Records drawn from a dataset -
# # # #

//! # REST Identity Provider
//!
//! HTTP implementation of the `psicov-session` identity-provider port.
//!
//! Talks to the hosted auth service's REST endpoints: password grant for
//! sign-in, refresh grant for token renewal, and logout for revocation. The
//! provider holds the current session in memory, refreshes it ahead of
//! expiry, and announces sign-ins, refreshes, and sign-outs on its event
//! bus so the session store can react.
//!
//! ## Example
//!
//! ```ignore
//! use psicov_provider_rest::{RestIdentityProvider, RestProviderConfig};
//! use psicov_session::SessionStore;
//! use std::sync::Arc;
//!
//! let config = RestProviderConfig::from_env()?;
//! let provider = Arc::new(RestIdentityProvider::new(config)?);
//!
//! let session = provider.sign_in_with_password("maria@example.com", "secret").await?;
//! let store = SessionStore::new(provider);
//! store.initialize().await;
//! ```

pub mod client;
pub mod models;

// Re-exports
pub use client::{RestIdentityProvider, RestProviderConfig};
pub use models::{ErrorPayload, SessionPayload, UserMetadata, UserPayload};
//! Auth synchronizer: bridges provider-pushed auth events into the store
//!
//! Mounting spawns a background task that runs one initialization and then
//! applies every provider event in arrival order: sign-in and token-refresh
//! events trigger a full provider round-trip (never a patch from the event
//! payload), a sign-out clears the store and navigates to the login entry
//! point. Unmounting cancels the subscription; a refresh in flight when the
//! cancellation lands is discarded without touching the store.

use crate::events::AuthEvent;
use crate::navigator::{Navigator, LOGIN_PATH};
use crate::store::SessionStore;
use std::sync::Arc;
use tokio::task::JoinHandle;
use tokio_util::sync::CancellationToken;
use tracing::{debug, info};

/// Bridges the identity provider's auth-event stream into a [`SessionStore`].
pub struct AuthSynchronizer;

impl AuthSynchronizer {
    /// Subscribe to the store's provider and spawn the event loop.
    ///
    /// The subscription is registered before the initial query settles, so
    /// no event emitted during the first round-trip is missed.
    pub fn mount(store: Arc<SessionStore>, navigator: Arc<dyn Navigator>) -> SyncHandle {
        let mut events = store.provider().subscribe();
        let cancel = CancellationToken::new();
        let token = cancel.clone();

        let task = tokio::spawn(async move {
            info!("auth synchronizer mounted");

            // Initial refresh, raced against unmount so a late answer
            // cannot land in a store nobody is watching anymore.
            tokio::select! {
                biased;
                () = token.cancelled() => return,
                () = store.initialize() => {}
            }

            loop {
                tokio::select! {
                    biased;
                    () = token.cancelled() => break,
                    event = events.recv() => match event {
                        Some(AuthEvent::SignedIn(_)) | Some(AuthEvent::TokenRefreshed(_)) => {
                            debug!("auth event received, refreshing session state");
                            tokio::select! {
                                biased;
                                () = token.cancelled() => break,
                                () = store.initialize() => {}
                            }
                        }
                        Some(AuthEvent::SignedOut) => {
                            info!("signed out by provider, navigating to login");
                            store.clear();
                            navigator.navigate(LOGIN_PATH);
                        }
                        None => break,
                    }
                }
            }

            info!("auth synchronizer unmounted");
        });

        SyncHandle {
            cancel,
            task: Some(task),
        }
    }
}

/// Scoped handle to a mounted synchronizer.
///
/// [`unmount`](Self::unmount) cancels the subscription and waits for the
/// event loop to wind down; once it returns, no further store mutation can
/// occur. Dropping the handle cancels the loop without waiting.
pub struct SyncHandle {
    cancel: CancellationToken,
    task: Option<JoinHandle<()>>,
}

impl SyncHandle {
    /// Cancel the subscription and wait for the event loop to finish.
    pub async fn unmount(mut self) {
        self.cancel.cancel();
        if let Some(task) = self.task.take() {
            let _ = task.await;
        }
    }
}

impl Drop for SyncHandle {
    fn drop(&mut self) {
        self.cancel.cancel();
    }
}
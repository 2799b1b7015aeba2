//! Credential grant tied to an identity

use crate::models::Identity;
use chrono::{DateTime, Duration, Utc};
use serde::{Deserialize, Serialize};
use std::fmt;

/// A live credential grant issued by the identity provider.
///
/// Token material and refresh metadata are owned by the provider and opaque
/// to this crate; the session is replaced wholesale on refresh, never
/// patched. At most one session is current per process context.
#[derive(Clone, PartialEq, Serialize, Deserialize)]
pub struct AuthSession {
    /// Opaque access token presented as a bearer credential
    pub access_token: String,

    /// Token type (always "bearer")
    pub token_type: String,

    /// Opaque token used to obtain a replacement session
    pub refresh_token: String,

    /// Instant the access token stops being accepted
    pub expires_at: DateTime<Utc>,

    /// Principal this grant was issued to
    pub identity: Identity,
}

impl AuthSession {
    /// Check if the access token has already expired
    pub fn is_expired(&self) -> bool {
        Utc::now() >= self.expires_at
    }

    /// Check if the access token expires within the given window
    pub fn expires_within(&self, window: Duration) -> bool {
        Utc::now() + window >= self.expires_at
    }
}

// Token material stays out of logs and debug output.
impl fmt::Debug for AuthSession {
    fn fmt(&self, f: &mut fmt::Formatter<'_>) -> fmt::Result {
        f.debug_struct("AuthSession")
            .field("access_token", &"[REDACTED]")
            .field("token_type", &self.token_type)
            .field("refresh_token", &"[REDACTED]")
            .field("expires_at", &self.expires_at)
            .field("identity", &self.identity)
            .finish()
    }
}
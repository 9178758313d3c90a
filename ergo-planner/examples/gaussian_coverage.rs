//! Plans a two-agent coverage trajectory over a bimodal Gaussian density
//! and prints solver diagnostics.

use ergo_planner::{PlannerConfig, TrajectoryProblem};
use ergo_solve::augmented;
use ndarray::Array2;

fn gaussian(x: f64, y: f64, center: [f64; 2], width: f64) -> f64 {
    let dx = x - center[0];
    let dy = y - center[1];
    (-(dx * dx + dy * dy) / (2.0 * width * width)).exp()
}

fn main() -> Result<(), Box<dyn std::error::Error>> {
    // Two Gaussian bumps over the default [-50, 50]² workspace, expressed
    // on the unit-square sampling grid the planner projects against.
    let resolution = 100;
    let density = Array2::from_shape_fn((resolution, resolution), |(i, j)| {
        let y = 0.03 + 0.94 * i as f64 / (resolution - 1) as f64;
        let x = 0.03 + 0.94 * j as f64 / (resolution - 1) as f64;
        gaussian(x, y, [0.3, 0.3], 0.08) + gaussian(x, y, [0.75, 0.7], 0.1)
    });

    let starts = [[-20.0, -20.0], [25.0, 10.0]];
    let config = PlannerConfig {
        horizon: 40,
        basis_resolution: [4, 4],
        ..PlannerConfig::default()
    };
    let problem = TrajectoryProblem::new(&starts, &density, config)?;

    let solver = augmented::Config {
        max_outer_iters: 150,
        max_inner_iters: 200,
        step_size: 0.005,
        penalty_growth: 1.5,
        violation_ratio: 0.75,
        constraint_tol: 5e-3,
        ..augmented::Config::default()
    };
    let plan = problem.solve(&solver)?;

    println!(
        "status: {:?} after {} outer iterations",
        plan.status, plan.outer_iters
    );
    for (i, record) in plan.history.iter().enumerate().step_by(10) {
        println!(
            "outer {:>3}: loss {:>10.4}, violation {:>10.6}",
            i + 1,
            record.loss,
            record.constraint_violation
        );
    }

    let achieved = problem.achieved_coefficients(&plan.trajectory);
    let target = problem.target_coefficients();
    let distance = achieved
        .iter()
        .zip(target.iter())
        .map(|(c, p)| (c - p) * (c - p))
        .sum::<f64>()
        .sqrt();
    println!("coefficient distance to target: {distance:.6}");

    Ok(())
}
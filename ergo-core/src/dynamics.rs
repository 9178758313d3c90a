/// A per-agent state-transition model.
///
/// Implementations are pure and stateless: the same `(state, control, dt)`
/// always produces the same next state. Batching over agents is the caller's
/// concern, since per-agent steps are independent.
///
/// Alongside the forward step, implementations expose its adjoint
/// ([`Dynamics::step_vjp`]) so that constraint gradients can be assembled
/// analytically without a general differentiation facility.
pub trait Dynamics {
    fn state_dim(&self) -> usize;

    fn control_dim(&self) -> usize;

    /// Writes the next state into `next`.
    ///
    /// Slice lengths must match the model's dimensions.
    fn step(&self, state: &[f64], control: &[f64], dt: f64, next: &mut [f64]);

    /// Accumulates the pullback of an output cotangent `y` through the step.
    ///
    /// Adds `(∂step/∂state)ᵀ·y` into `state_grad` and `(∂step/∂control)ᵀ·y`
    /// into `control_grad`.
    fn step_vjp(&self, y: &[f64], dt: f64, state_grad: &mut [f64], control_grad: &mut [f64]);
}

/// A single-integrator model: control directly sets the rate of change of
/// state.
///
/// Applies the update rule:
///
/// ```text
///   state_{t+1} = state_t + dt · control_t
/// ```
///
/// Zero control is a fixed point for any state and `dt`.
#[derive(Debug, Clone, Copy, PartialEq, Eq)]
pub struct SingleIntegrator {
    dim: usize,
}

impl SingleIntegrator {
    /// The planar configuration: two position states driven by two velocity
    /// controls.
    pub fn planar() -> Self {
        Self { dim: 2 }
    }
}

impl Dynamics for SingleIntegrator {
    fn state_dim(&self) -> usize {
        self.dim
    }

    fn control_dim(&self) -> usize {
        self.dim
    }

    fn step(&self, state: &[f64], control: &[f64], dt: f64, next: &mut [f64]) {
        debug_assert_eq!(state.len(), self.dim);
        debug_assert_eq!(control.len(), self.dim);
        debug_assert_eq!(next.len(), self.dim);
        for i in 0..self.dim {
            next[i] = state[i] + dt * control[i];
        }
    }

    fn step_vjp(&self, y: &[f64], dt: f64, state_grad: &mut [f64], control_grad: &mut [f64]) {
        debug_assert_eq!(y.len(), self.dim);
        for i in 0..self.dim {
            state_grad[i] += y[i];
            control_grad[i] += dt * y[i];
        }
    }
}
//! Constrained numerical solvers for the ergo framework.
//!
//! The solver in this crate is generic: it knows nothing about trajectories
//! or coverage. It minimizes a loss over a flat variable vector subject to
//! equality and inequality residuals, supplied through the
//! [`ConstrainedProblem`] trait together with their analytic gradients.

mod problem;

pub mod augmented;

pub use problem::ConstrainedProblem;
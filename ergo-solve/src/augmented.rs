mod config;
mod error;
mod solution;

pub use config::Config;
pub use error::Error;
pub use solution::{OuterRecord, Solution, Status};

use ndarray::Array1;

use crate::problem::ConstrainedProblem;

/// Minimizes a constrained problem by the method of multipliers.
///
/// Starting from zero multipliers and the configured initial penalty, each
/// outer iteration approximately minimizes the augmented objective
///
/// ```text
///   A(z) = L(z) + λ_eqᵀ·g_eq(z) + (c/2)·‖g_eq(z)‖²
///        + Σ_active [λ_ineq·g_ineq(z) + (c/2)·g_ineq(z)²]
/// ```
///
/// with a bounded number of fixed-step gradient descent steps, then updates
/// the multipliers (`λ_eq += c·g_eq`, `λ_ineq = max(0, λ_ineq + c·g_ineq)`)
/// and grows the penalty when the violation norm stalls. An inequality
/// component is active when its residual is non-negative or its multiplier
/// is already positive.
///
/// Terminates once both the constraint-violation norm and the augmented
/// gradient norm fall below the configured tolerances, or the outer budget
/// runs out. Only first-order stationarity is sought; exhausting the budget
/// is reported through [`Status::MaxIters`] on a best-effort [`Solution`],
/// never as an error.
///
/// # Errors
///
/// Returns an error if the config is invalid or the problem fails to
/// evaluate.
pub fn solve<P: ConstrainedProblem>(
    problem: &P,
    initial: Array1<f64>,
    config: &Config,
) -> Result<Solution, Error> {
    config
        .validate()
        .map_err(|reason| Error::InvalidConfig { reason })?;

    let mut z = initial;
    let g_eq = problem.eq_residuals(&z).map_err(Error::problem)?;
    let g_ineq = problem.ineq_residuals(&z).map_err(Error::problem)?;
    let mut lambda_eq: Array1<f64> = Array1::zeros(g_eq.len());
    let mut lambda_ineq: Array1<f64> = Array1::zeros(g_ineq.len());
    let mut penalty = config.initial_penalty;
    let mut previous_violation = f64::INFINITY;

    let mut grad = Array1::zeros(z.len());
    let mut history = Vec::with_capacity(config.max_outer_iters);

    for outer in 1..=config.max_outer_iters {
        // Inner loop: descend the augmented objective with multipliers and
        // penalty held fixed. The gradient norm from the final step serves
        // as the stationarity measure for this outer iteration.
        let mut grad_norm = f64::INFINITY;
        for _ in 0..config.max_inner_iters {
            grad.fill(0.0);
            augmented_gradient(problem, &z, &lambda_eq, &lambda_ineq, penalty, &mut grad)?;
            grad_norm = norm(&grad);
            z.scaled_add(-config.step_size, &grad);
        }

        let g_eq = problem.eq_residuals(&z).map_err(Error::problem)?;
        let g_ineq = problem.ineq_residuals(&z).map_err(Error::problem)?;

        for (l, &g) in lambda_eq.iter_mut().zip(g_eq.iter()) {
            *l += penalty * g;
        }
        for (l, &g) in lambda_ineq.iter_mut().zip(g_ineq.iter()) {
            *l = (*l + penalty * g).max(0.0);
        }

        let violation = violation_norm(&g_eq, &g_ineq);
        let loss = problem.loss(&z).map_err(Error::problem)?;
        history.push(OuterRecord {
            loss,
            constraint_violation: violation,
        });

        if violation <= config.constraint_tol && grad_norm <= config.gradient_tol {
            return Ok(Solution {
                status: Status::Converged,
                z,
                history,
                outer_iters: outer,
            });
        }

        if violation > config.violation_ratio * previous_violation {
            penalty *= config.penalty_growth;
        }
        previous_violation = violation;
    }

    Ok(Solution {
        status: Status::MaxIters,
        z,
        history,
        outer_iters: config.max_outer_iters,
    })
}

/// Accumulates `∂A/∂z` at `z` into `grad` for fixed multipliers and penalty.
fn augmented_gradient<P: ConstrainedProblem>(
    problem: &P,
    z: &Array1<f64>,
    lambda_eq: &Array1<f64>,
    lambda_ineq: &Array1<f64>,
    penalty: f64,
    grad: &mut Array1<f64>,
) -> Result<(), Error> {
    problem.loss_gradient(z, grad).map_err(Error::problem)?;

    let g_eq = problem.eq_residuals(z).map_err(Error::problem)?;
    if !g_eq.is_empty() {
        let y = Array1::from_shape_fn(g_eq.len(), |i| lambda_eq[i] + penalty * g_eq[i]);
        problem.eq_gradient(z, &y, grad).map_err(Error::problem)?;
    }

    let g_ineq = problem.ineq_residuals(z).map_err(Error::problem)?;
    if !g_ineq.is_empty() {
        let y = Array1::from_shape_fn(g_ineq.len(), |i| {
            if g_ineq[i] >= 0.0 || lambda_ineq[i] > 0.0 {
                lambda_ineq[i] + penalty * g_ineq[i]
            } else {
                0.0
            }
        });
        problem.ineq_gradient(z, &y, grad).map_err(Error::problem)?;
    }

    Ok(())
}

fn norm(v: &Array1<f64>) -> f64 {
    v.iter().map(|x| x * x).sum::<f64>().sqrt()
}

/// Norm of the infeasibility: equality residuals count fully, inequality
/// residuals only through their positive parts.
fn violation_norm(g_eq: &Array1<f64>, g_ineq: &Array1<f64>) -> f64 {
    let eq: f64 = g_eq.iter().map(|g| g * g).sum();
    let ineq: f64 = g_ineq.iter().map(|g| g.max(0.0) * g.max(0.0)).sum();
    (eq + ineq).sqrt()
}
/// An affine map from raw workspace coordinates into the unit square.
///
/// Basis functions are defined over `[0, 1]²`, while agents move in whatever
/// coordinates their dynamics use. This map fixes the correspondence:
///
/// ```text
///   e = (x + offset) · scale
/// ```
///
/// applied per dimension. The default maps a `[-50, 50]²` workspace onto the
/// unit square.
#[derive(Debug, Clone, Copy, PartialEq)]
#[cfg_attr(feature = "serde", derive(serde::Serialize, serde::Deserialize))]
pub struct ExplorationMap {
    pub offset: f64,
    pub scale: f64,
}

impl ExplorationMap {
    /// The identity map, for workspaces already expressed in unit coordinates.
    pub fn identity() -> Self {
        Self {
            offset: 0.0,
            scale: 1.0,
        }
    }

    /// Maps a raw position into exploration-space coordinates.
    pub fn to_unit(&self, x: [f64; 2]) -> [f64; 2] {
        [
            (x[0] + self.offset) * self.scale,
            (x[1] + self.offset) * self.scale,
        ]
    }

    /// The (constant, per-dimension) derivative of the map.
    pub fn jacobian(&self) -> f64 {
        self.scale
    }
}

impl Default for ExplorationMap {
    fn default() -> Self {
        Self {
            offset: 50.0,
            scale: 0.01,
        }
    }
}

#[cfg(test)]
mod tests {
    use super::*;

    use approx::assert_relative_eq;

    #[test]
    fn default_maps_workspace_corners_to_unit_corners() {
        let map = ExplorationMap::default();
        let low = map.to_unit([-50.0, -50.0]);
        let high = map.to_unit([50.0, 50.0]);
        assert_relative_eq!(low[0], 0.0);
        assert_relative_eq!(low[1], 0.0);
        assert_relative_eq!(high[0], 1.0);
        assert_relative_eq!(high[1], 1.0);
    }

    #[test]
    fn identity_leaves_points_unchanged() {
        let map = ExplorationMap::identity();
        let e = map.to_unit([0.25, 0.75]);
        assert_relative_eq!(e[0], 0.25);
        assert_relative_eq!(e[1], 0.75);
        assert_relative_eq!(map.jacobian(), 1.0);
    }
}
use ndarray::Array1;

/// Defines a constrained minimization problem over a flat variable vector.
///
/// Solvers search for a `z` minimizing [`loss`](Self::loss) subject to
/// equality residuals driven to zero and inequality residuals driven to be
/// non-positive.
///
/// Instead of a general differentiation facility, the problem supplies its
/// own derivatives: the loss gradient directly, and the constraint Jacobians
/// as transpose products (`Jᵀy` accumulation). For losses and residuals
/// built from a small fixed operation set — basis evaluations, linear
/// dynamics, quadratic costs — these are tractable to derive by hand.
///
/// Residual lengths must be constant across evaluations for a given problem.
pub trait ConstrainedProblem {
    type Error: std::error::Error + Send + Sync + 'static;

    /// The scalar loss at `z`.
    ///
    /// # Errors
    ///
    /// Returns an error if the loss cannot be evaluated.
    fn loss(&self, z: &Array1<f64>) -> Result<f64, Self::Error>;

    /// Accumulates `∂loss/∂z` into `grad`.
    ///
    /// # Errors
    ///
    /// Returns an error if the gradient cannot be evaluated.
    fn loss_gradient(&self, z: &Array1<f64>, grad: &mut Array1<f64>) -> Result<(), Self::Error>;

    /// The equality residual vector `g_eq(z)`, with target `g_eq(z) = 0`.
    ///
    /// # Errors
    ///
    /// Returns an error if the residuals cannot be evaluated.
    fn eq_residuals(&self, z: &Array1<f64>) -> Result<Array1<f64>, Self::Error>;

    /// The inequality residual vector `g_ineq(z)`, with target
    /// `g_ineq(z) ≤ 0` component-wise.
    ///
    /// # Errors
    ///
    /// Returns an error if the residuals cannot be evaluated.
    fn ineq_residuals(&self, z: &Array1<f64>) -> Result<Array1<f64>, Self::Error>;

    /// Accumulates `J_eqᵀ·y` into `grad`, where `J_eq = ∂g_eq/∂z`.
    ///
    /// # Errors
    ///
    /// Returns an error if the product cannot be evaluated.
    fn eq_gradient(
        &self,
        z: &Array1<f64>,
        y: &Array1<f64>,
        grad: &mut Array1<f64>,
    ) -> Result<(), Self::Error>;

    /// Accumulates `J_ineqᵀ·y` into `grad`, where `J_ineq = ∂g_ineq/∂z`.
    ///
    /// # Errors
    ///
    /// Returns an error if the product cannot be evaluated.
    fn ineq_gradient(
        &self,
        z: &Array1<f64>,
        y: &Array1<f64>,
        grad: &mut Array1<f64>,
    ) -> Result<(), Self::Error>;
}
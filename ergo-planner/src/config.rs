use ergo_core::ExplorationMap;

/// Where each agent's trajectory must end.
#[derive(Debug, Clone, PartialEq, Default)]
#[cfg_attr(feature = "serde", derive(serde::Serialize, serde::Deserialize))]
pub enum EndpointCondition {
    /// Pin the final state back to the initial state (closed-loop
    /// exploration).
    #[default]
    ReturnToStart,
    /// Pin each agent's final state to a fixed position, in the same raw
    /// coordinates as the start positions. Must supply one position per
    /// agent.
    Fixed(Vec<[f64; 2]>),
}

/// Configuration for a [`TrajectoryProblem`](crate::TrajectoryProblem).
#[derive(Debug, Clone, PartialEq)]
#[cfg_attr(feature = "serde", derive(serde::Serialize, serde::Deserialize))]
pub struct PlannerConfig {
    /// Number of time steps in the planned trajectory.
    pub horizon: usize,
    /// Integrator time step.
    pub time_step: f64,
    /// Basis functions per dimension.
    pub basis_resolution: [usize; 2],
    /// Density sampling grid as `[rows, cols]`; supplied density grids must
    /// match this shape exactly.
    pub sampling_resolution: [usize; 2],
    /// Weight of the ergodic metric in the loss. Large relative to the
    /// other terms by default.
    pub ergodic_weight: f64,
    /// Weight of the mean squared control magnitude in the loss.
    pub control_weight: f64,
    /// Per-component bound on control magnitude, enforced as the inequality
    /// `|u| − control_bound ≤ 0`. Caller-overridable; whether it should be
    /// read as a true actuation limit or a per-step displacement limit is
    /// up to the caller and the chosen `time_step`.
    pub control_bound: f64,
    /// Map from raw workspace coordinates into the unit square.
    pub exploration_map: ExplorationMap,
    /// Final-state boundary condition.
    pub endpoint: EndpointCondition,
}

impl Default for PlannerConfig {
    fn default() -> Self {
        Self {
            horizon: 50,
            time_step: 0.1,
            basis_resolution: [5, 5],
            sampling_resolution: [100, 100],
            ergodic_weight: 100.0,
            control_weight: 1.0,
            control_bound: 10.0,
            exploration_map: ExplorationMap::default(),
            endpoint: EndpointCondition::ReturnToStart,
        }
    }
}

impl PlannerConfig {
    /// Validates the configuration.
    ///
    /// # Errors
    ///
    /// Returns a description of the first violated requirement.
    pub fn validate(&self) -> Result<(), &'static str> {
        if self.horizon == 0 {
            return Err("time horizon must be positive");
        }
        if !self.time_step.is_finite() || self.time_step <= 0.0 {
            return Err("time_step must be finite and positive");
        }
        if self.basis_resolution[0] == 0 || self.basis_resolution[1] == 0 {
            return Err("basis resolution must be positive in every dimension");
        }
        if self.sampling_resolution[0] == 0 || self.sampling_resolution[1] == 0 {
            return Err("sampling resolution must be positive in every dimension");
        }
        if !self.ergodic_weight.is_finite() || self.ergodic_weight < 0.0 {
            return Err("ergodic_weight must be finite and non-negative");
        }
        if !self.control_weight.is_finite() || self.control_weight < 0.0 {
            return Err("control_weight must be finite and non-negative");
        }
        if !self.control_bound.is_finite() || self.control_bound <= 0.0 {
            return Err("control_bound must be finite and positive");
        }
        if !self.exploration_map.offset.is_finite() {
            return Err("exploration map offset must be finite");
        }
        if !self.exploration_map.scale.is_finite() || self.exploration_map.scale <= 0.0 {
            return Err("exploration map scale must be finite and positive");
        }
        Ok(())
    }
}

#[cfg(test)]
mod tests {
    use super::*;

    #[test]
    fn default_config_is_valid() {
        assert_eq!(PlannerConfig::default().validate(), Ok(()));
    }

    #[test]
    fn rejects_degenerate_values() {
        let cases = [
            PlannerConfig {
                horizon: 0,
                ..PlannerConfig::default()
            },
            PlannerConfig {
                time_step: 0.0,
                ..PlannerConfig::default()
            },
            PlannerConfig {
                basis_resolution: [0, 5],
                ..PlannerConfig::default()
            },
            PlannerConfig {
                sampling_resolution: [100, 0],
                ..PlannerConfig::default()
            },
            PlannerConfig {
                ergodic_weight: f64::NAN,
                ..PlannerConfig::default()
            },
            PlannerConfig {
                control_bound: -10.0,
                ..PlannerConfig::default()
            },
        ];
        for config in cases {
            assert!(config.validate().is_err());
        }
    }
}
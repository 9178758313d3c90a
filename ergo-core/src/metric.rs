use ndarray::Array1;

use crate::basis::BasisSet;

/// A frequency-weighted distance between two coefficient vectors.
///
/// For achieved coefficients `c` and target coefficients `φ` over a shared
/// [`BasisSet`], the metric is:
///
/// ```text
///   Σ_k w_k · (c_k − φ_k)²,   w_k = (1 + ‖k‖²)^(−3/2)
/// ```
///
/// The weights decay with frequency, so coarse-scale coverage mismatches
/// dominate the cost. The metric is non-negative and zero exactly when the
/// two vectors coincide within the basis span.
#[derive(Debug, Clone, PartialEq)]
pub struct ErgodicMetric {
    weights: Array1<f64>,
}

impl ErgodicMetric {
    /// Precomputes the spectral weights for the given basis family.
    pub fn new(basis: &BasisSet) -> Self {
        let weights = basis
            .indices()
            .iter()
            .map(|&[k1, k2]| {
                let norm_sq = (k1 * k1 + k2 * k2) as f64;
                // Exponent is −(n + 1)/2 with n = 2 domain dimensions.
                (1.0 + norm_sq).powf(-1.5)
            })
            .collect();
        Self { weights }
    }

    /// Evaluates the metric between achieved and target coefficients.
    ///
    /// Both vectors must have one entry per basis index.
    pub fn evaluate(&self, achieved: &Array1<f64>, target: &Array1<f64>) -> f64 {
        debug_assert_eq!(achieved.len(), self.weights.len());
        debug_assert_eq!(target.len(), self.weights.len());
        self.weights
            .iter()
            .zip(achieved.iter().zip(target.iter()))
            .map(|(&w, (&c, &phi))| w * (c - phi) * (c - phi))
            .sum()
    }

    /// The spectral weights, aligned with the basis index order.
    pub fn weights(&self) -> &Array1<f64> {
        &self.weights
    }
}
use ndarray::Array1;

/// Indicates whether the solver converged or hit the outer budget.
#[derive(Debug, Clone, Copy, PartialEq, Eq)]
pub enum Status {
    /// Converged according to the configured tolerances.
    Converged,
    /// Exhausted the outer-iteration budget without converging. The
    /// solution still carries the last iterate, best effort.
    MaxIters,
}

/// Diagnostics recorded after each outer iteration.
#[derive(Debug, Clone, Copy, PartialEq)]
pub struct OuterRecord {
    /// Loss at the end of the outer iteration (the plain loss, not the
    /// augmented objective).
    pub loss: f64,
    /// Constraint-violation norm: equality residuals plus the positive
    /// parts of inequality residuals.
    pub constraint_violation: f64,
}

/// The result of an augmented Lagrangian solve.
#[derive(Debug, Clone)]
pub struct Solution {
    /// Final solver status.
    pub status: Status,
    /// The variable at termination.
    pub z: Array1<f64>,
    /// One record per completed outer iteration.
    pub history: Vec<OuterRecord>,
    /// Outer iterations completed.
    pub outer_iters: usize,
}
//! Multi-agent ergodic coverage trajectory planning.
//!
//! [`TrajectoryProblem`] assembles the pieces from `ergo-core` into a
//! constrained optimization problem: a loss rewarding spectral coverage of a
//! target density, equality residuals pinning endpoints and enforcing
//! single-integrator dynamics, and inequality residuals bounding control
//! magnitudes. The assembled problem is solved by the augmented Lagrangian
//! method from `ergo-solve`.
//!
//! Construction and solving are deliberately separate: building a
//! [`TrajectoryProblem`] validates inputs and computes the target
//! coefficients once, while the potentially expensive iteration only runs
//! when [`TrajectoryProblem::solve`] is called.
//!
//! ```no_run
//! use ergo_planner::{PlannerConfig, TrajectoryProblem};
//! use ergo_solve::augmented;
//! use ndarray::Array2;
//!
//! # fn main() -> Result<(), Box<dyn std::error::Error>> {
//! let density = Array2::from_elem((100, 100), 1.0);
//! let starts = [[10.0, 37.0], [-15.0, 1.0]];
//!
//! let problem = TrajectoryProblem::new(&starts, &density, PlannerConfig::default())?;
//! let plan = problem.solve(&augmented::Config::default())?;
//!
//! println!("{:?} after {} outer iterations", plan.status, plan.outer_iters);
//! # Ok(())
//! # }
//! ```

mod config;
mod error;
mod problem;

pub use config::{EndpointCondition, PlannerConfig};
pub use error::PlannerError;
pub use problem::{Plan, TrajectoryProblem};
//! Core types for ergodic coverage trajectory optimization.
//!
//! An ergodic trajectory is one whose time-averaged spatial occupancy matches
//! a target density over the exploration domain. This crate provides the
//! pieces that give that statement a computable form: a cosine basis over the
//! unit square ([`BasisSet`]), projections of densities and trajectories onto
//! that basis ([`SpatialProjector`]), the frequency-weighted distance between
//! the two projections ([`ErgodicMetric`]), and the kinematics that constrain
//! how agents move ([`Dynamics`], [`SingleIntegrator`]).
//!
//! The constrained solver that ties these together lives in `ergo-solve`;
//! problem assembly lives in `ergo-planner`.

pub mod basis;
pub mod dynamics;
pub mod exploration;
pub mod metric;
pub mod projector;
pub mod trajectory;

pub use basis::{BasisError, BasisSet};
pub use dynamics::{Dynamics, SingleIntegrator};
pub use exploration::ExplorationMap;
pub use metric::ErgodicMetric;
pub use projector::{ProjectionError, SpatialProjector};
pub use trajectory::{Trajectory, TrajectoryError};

# # # #

Exercise directions - Return the span of lines in the data above that opens at the line with "into exploration-space coordinates." and closes at the line with "let map = ExplorationMap::default();", exactly, ends included, nothing else.

Solution to the problem -
    /// Maps a raw position into exploration-space coordinates.
    pub fn to_unit(&self, x: [f64; 2]) -> [f64; 2] {
        [
            (x[0] + self.offset) * self.scale,
            (x[1] + self.offset) * self.scale,
        ]
    }

    /// The (constant, per-dimension) derivative of the map.
    pub fn jacobian(&self) -> f64 {
        self.scale
    }
}

impl Default for ExplorationMap {
    fn default() -> Self {
        Self {
            offset: 50.0,
            scale: 0.01,
        }
    }
}

#[cfg(test)]
mod tests {
    use super::*;

    use approx::assert_relative_eq;

    #[test]
    fn default_maps_workspace_corners_to_unit_corners() {
        let map = ExplorationMap::default();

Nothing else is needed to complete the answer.